Touring took its toll on Jeff; he needed peace and quiet to work things out, to create, but the frenzy of the road worked up a hysteria in him. Once, in Ireland, he disappeared for a few hours in the afternoon and walked around singing and playing guitar in the pouring rain, skipping interviews and a sound check. Another time he arrived so drunk on stage he broke into a rendition of one of his father’s songs. Yet another time, wasted, he fell asleep underneath a table at a show in Manhattan. Another musician would have been thinking of giving the public a second album to chew on; Jeff was just trying to stay alive. Returning to New York in 1996 after two years on the road, he found the Village, which had once afforded him the comfortable hum of cappuccino machines, the safety of coffee shop anonymity, completely transformed. Sin-é had closed its doors. What few shows he did play, he had to advertise under pseudonyms. He needed a quiet spot, a shrine. So, in early ‘97, he went to Memphis. During the last few months of his life, Jeff Buckley lived in a shotgun house which he rented for a paltry $450 a month. He owned little more than a couch, a telephone, and a telephone book.

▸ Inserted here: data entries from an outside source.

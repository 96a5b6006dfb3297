// SPDX-License-Identifier: JOSSL-1.0
// Copyright (C) 2025 The Jotunheim Project
//! ACPI table discovery: RSDP → RSDT/XSDT → FADT, MADT, HPET.

pub mod madt;
pub mod pm_timer;
pub mod rsdp;
pub mod rsdt;
pub mod tables;

use crate::platform::PhysMapper;
use crate::routing::{RootTable, RoutingModel, TableSource};

/// Walk everything reachable from a validated root pointer into `model`.
///
/// Returns `false` when the root table itself is unusable; individual bad
/// sub-tables are skipped and do not fail the walk.
pub fn parse_root<P: PhysMapper + ?Sized>(p: &P, root: RootTable, model: &mut RoutingModel) -> bool {
    match rsdt::walk(p, root, model) {
        Ok(()) => {
            model.source = TableSource::Acpi;
            // ACPI speaks GSIs; ISA is bus 0 by convention
            model.isa_bus_id = Some(0);
            model.resolve_gsi_targets();
            log::info!(
                target: "acpi",
                "{} CPUs, {} IOAPICs, {} IRQ mappings, {} HPETs",
                model.apic_id_list.len(),
                model.ioapics.len(),
                model.bus_irq_list.len(),
                model.hpet_list.len()
            );
            true
        }
        Err(e) => {
            log::error!(target: "acpi", "root table at {:#x}: {}", root.addr, e);
            false
        }
    }
}
// SPDX-License-Identifier: JOSSL-1.0
// Copyright (C) 2025 The Jotunheim Project
//! ACPI power-management timer: a free-running 3.579545 MHz counter,
//! 24 or 32 bits wide, reachable through port I/O, MMIO or PCI config space.

use core::ptr::NonNull;

use crate::acpi::tables::{Fadt, FadtFlags, GAS_PCICFG, GAS_SYSIO, GAS_SYSMEM, Gas};
use crate::config::PM_TIMER_HZ;
use crate::platform::{CpuOps, MapFlags, Mmio, PciAddress, PciConfig, PhysMapper, Width};

#[derive(Debug, Clone, Copy, PartialEq, Eq)]
pub enum PmTimerAccess {
    Port { port: u16, width: Width },
    Mem { virt: NonNull<u8>, width: Width },
    Pci { addr: PciAddress, offset: u16, width: Width },
}

#[derive(Debug)]
pub struct PmTimer {
    access: PmTimerAccess,
    extended: bool,
}

// SAFETY: the MMIO variant points at a device register mapped for the
// kernel's lifetime; reads have no side effects.
unsafe impl Send for PmTimer {}
unsafe impl Sync for PmTimer {}

/// GAS access-size code to register width.
fn gas_width(access_size: u8) -> Option<Width> {
    match access_size {
        1 => Some(Width::W8),
        2 => Some(Width::W16),
        3 => Some(Width::W32),
        4 => Some(Width::W64),
        _ => None,
    }
}

impl PmTimer {
    /// Locate the timer from the FADT. The legacy port block wins; the
    /// extended GAS is only consulted when it carries an access size.
    pub fn from_fadt<P: PhysMapper + ?Sized>(p: &P, fadt: &Fadt) -> Option<Self> {
        let extended = fadt.flags().contains(FadtFlags::TMR_VAL_EXT);
        let port = fadt.pm_timer_block;
        if port != 0 {
            let Ok(port) = u16::try_from(port) else {
                log::warn!(target: "acpi", "PM timer port {:#x} out of range", port);
                return None;
            };
            log::debug!(target: "acpi", "PM timer on I/O port {:#x}", port);
            return Some(Self { access: PmTimerAccess::Port { port, width: Width::W32 }, extended });
        }

        let gas: Gas = fadt.x_pm_timer_block;
        if gas.access_size == 0 {
            log::info!(target: "acpi", "no PM timer");
            return None;
        }
        Self::from_gas(p, &gas).map(|access| Self { access, extended })
    }

    fn from_gas<P: PhysMapper + ?Sized>(p: &P, gas: &Gas) -> Option<PmTimerAccess> {
        let addr = gas.addr;
        let space = gas.addr_space;
        let Some(width) = gas_width(gas.access_size) else {
            log::warn!(target: "acpi", "PM timer GAS access size {} unsupported", { gas.access_size });
            return None;
        };
        match space {
            GAS_SYSMEM => {
                log::debug!(target: "acpi", "PM timer in MMIO space at {:#x}", addr);
                let virt = p.map_phys(addr, width.bytes(), MapFlags::DEVICE)?;
                Some(PmTimerAccess::Mem { virt, width })
            }
            GAS_SYSIO if width != Width::W64 => {
                log::debug!(target: "acpi", "PM timer in I/O space at {:#x}", addr);
                let port = u16::try_from(addr).ok()?;
                Some(PmTimerAccess::Port { port, width })
            }
            GAS_PCICFG => {
                log::debug!(target: "acpi", "PM timer in PCI config space at {:#x}", addr);
                Some(PmTimerAccess::Pci {
                    addr: PciAddress {
                        segment: 0,
                        bus: 0,
                        device: ((addr >> 32) & 0xFF) as u8,
                        function: ((addr >> 16) & 0xFF) as u8,
                    },
                    offset: (addr & 0xFFFF) as u16,
                    width,
                })
            }
            _ => {
                log::warn!(target: "acpi", "PM timer address space {} unsupported", space);
                None
            }
        }
    }

    pub fn access(&self) -> PmTimerAccess {
        self.access
    }

    pub fn is_extended(&self) -> bool {
        self.extended
    }

    /// Raw counter value.
    pub fn read<P: CpuOps + Mmio + PciConfig + ?Sized>(&self, p: &P) -> u32 {
        match self.access {
            PmTimerAccess::Port { port, width } => p.port_read(port, width),
            // SAFETY: mapped in from_gas for `width` bytes and never unmapped.
            PmTimerAccess::Mem { virt, width } => unsafe { p.mmio_read(virt, width) as u32 },
            PmTimerAccess::Pci { addr, offset, width } => p.pci_config_read(addr, offset, width) as u32,
        }
    }

    /// Ticks from `before` to `after`, honouring the 24-bit wrap.
    pub fn diff(&self, before: u32, after: u32) -> u32 {
        if self.extended {
            after.wrapping_sub(before)
        } else {
            (after << 8).wrapping_sub(before << 8) >> 8
        }
    }

    pub const fn ticks_to_ns(ticks: u64) -> u64 {
        ticks * 1_000_000_000 / PM_TIMER_HZ
    }

    /// Spin on the counter for at least `ns`; returns the elapsed time.
    pub fn nsleep<P: CpuOps + Mmio + PciConfig + ?Sized>(&self, p: &P, ns: u64) -> u64 {
        let mut last = self.read(p);
        let mut ticks: u64 = 0;
        loop {
            let now = self.read(p);
            ticks += self.diff(last, now) as u64;
            last = now;
            let elapsed = Self::ticks_to_ns(ticks);
            if elapsed >= ns {
                return elapsed;
            }
            p.pause();
        }
    }
}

What time he did not spend cycling back and forth from a Vietnamese restaurant he spent lying in the grass in his backyard, or at the butterfly exhibit at the Memphis Zoo. He played at a beer joint called Barrister’s, quietly. He recorded sketches of new songs on Michael Bolton cassettes that he’d picked up for pennies and sent them to his band in New York. My Sweetheart, The Drunk tremulously came together. On May 29th, the band flew into Memphis to begin recording. That night, Jeff sang Led Zeppelin as he waded into the river.